Thank you both - Laurie & Mary - for responding to my post. I wish you both the best & appreciate u taking the time to help me!
The stages are not any different whether the cause is alcohol related or not. The following is a good summary of cirrhosis:
•Cirrhosis is a condition in which the liver slowly deteriorates and malfunctions due to chronic injury. Scar tissue replaces normal, healthy liver tissue, preventing the liver from working as it should.
•In the United States, heavy alcohol consumption and chronic hepatitis C have been the most common causes of cirrhosis. Obesity is becoming a common cause of cirrhosis, either as the sole cause or in combination with alcohol, hepatitis C, or both. Many people with cirrhosis have more than one cause of liver damage.
•Other causes of cirrhosis include hepatitis B, hepatitis D, and autoimmune hepatitis; diseases that damage or destroy bile ducts, inherited diseases, and nonalcoholic fatty liver disease; and drugs, toxins, and infections.

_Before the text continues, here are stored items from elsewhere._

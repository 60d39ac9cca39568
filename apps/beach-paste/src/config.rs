use std::fmt;
use std::time::Duration;

use clap::ValueEnum;

pub const DEFAULT_DATA_LABEL: &str = "data";
pub const DEFAULT_RELAY_LABEL: &str = "candidates";
/// Capacity of the queues between engine callbacks and the session flow.
pub const DEFAULT_QUEUE_CAPACITY: usize = 100;

#[derive(Clone, Copy, Debug, PartialEq, Eq, ValueEnum)]
pub enum Role {
    Offerer,
    Answerer,
}

impl fmt::Display for Role {
    fn fmt(&self, f: &mut fmt::Formatter<'_>) -> fmt::Result {
        match self {
            Role::Offerer => f.write_str("offerer"),
            Role::Answerer => f.write_str("answerer"),
        }
    }
}

/// What the session waits for before exporting its local description.
#[derive(Clone, Copy, Debug, PartialEq, Eq, ValueEnum)]
pub enum ReadinessPolicy {
    /// Export as soon as one local candidate exists (trickle style).
    FirstCandidate,
    /// Export once the engine reports the end of candidate gathering.
    GatheringComplete,
}

impl ReadinessPolicy {
    pub fn default_for(role: Role) -> Self {
        match role {
            Role::Offerer => ReadinessPolicy::FirstCandidate,
            Role::Answerer => ReadinessPolicy::GatheringComplete,
        }
    }
}

/// Settings for one signaling session.
#[derive(Clone, Debug)]
pub struct SessionConfig {
    pub role: Role,
    pub readiness: ReadinessPolicy,
    /// Upper bound for every blocking wait; `None` waits forever.
    pub wait_timeout: Option<Duration>,
    pub data_label: String,
    pub relay_label: String,
    pub queue_capacity: usize,
}

impl SessionConfig {
    pub fn new(role: Role) -> Self {
        Self {
            role,
            readiness: ReadinessPolicy::default_for(role),
            wait_timeout: None,
            data_label: DEFAULT_DATA_LABEL.to_string(),
            relay_label: DEFAULT_RELAY_LABEL.to_string(),
            queue_capacity: DEFAULT_QUEUE_CAPACITY,
        }
    }

    pub fn with_readiness(mut self, readiness: ReadinessPolicy) -> Self {
        self.readiness = readiness;
        self
    }

    pub fn with_wait_timeout(mut self, limit: Option<Duration>) -> Self {
        self.wait_timeout = limit;
        self
    }

    pub fn with_labels(mut self, data: impl Into<String>, relay: impl Into<String>) -> Self {
        self.data_label = data.into();
        self.relay_label = relay.into();
        self
    }
}

#[cfg(test)]
mod tests {
    use super::*;

    #[test]
    fn role_defaults_keep_trickle_offerer_and_vanilla_answerer() {
        let offerer = SessionConfig::new(Role::Offerer);
        assert_eq!(offerer.readiness, ReadinessPolicy::FirstCandidate);
        let answerer = SessionConfig::new(Role::Answerer);
        assert_eq!(answerer.readiness, ReadinessPolicy::GatheringComplete);
        assert_eq!(answerer.data_label, "data");
        assert_eq!(answerer.relay_label, "candidates");
        assert!(answerer.wait_timeout.is_none());
    }

    #[test]
    fn builders_override_defaults() {
        let config = SessionConfig::new(Role::Answerer)
            .with_readiness(ReadinessPolicy::FirstCandidate)
            .with_wait_timeout(Some(Duration::from_secs(5)))
            .with_labels("chat", "ice");
        assert_eq!(config.readiness, ReadinessPolicy::FirstCandidate);
        assert_eq!(config.wait_timeout, Some(Duration::from_secs(5)));
        assert_eq!(config.data_label, "chat");
        assert_eq!(config.relay_label, "ice");
    }

    #[test]
    fn readiness_parses_from_cli_names() {
        assert_eq!(
            ReadinessPolicy::from_str("gathering-complete", true).unwrap(),
            ReadinessPolicy::GatheringComplete
        );
        assert_eq!(
            ReadinessPolicy::from_str("first-candidate", true).unwrap(),
            ReadinessPolicy::FirstCandidate
        );
    }
}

•Many people with cirrhosis have no symptoms in the early stages of the disease. As the disease progresses, symptoms may include weakness, fatigue, loss of appetite, nausea, vomiting, weight loss, abdominal pain and bloating, itching, and spiderlike blood vessels on the skin.

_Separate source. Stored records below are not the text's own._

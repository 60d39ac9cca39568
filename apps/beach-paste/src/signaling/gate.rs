use std::sync::atomic::{AtomicBool, Ordering};
use std::time::Duration;

use thiserror::Error;
use tokio::sync::Notify;

#[derive(Debug, Error, Clone, Copy, PartialEq, Eq)]
#[error("timed out after {waited:?} waiting for {signal}")]
pub struct WaitTimeout {
    pub signal: &'static str,
    pub waited: Duration,
}

/// One-shot signal: once set it stays set and releases every waiter,
/// including ones that start waiting afterwards.
#[derive(Debug)]
pub struct Latch {
    name: &'static str,
    fired: AtomicBool,
    notify: Notify,
}

impl Latch {
    pub fn new(name: &'static str) -> Self {
        Self {
            name,
            fired: AtomicBool::new(false),
            notify: Notify::new(),
        }
    }

    pub fn name(&self) -> &'static str {
        self.name
    }

    pub fn is_set(&self) -> bool {
        self.fired.load(Ordering::Acquire)
    }

    /// Returns true for the call that actually fired the latch.
    pub fn set(&self) -> bool {
        let first = !self.fired.swap(true, Ordering::AcqRel);
        if first {
            tracing::trace!(target = "beach_paste::signaling::gate", latch = self.name, "latch fired");
            self.notify.notify_waiters();
        }
        first
    }

    pub async fn wait(&self) {
        loop {
            // Register interest before checking the flag: a set() landing between the
            // check and the await still finds this waiter.
            let notified = self.notify.notified();
            tokio::pin!(notified);
            notified.as_mut().enable();
            if self.is_set() {
                return;
            }
            notified.await;
        }
    }

    pub async fn wait_timeout(&self, limit: Option<Duration>) -> Result<(), WaitTimeout> {
        match limit {
            None => {
                self.wait().await;
                Ok(())
            }
            Some(limit) => tokio::time::timeout(limit, self.wait())
                .await
                .map_err(|_| WaitTimeout {
                    signal: self.name,
                    waited: limit,
                }),
        }
    }
}

/// Readiness signals shared between engine callbacks and the session flow.
#[derive(Debug)]
pub struct ReadinessGate {
    pub first_candidate: Latch,
    pub gathering_complete: Latch,
    pub relay_open: Latch,
    pub data_open: Latch,
}

impl ReadinessGate {
    pub fn new() -> Self {
        Self {
            first_candidate: Latch::new("first_candidate"),
            gathering_complete: Latch::new("gathering_complete"),
            relay_open: Latch::new("relay_open"),
            data_open: Latch::new("data_open"),
        }
    }
}

impl Default for ReadinessGate {
    fn default() -> Self {
        Self::new()
    }
}

#[cfg(test)]
mod tests {
    use super::*;
    use std::sync::Arc;
    use std::thread;

    #[test_timeout::tokio_timeout_test(10)]
    async fn wait_returns_immediately_when_already_set() {
        let latch = Latch::new("test");
        assert!(latch.set());
        latch.wait().await;
        latch.wait().await;
    }

    #[test_timeout::timeout(5)]
    fn set_is_idempotent() {
        let latch = Latch::new("test");
        assert!(!latch.is_set());
        assert!(latch.set());
        assert!(!latch.set());
        assert!(latch.is_set());
    }

    #[test_timeout::tokio_timeout_test(10)]
    async fn set_releases_every_pending_waiter() {
        let latch = Arc::new(Latch::new("data_open"));
        let mut waiters = Vec::new();
        for _ in 0..4 {
            let latch = latch.clone();
            waiters.push(tokio::spawn(async move { latch.wait().await }));
        }
        tokio::task::yield_now().await;
        assert!(waiters.iter().all(|handle| !handle.is_finished()));

        latch.set();
        for waiter in waiters {
            waiter.await.expect("waiter task");
        }
        // late waiters pass straight through
        latch.wait().await;
    }

    #[test_timeout::tokio_timeout_test(30)]
    async fn concurrent_set_never_loses_wakeup() {
        for _ in 0..500 {
            let latch = Arc::new(Latch::new("first_candidate"));
            let setter = {
                let latch = latch.clone();
                thread::spawn(move || {
                    latch.set();
                })
            };
            latch.wait().await;
            setter.join().expect("setter thread");
        }
    }

    #[test_timeout::tokio_timeout_test(10)]
    async fn wait_timeout_reports_signal_name() {
        let latch = Latch::new("gathering_complete");
        let err = latch
            .wait_timeout(Some(Duration::from_millis(20)))
            .await
            .unwrap_err();
        assert_eq!(err.signal, "gathering_complete");

        latch.set();
        latch
            .wait_timeout(Some(Duration::from_millis(20)))
            .await
            .expect("set latch passes");
        latch.wait_timeout(None).await.expect("unbounded wait");
    }

    #[test]
    fn gate_latches_are_independent() {
        let gate = ReadinessGate::new();
        gate.relay_open.set();
        assert!(gate.relay_open.is_set());
        assert!(!gate.first_candidate.is_set());
        assert!(!gate.gathering_complete.is_set());
        assert!(!gate.data_open.is_set());
    }
}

•As liver function deteriorates, one or more complications may develop. In some people, complications may be the first signs of the disease.

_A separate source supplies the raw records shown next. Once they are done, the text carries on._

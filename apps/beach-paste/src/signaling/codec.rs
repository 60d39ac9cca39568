//! Copy/paste encoding for negotiation descriptions.
//!
//! A description travels between the two terminals as a single line of
//! standard base64 wrapping a gzip stream of the JSON form
//! `{"type":"offer","sdp":"v=0..."}`.

use std::fmt;
use std::io::{self, Read, Write};

use base64::Engine as _;
use base64::engine::general_purpose::STANDARD;
use flate2::Compression;
use flate2::read::GzDecoder;
use flate2::write::GzEncoder;
use serde::{Deserialize, Serialize};
use thiserror::Error;

/// Upper bound on the inflated JSON accepted from a pasted line.
pub const MAX_DESCRIPTION_BYTES: u64 = 1 << 20;

#[derive(Clone, Copy, Debug, PartialEq, Eq, Serialize, Deserialize)]
#[serde(rename_all = "lowercase")]
pub enum DescriptionKind {
    Offer,
    Answer,
}

impl DescriptionKind {
    pub fn as_str(self) -> &'static str {
        match self {
            DescriptionKind::Offer => "offer",
            DescriptionKind::Answer => "answer",
        }
    }
}

impl fmt::Display for DescriptionKind {
    fn fmt(&self, f: &mut fmt::Formatter<'_>) -> fmt::Result {
        f.write_str(self.as_str())
    }
}

/// One side's session description as handed out by the engine.
#[derive(Clone, Debug, PartialEq, Eq, Serialize, Deserialize)]
pub struct NegotiationDescription {
    #[serde(rename = "type")]
    pub kind: DescriptionKind,
    pub sdp: String,
}

impl NegotiationDescription {
    pub fn offer(sdp: impl Into<String>) -> Self {
        Self {
            kind: DescriptionKind::Offer,
            sdp: sdp.into(),
        }
    }

    pub fn answer(sdp: impl Into<String>) -> Self {
        Self {
            kind: DescriptionKind::Answer,
            sdp: sdp.into(),
        }
    }

    /// Candidate lines (`a=candidate:...`) embedded in the SDP body.
    pub fn embedded_candidates(&self) -> impl Iterator<Item = &str> {
        self.sdp
            .lines()
            .map(str::trim)
            .filter_map(|line| line.strip_prefix("a="))
            .filter(|attr| attr.starts_with("candidate:"))
    }
}

#[derive(Debug, Error)]
pub enum CodecError {
    #[error("failed to serialize description: {0}")]
    Serialize(#[source] serde_json::Error),
    #[error("failed to compress description: {0}")]
    Compress(#[source] io::Error),
    #[error("description text is not valid base64: {0}")]
    Base64(#[from] base64::DecodeError),
    #[error("description payload is not a valid gzip stream: {0}")]
    Decompress(#[source] io::Error),
    #[error("description payload is not a valid session description: {0}")]
    Parse(#[source] serde_json::Error),
}

impl CodecError {
    /// Pipeline stage that rejected the input, for diagnostics.
    pub fn stage(&self) -> &'static str {
        match self {
            CodecError::Serialize(_) => "serialize",
            CodecError::Compress(_) => "compress",
            CodecError::Base64(_) => "base64",
            CodecError::Decompress(_) => "decompress",
            CodecError::Parse(_) => "parse",
        }
    }
}

pub fn encode(description: &NegotiationDescription) -> Result<String, CodecError> {
    let json = serde_json::to_vec(description).map_err(CodecError::Serialize)?;

    // flate2 writes a zero mtime into the header, so equal input gives equal text.
    let mut encoder = GzEncoder::new(Vec::with_capacity(json.len() / 2), Compression::best());
    encoder.write_all(&json).map_err(CodecError::Compress)?;
    let compressed = encoder.finish().map_err(CodecError::Compress)?;

    Ok(STANDARD.encode(compressed))
}

pub fn decode(text: &str) -> Result<NegotiationDescription, CodecError> {
    let compressed = STANDARD.decode(text.trim())?;

    let mut json = Vec::new();
    GzDecoder::new(compressed.as_slice())
        .take(MAX_DESCRIPTION_BYTES + 1)
        .read_to_end(&mut json)
        .map_err(CodecError::Decompress)?;
    if json.len() as u64 > MAX_DESCRIPTION_BYTES {
        return Err(CodecError::Decompress(io::Error::new(
            io::ErrorKind::InvalidData,
            format!("decompressed description exceeds {MAX_DESCRIPTION_BYTES} bytes"),
        )));
    }

    serde_json::from_slice(&json).map_err(CodecError::Parse)
}

/// Runs the whole decode pipeline and discards the result.
pub fn validate(text: &str) -> Result<(), CodecError> {
    decode(text).map(|_| ())
}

•The goals of treatment are to stop the progression of scar tissue in the liver and prevent or treat complications.
•Treatment for cirrhosis includes avoidance of alcohol and other drugs, nutrition therapy, and other therapies that treat specific complications or causes of the disease.
•Hospitalization may be necessary for cirrhosis with complications.
•A liver transplant is considered when complications of cirrhosis cannot be controlled by treatment.
I'm assuming your mother is following a strict diet and not consuming medications such as acetominophen and not consuming alcohol. Are her symptoms being treated effectively?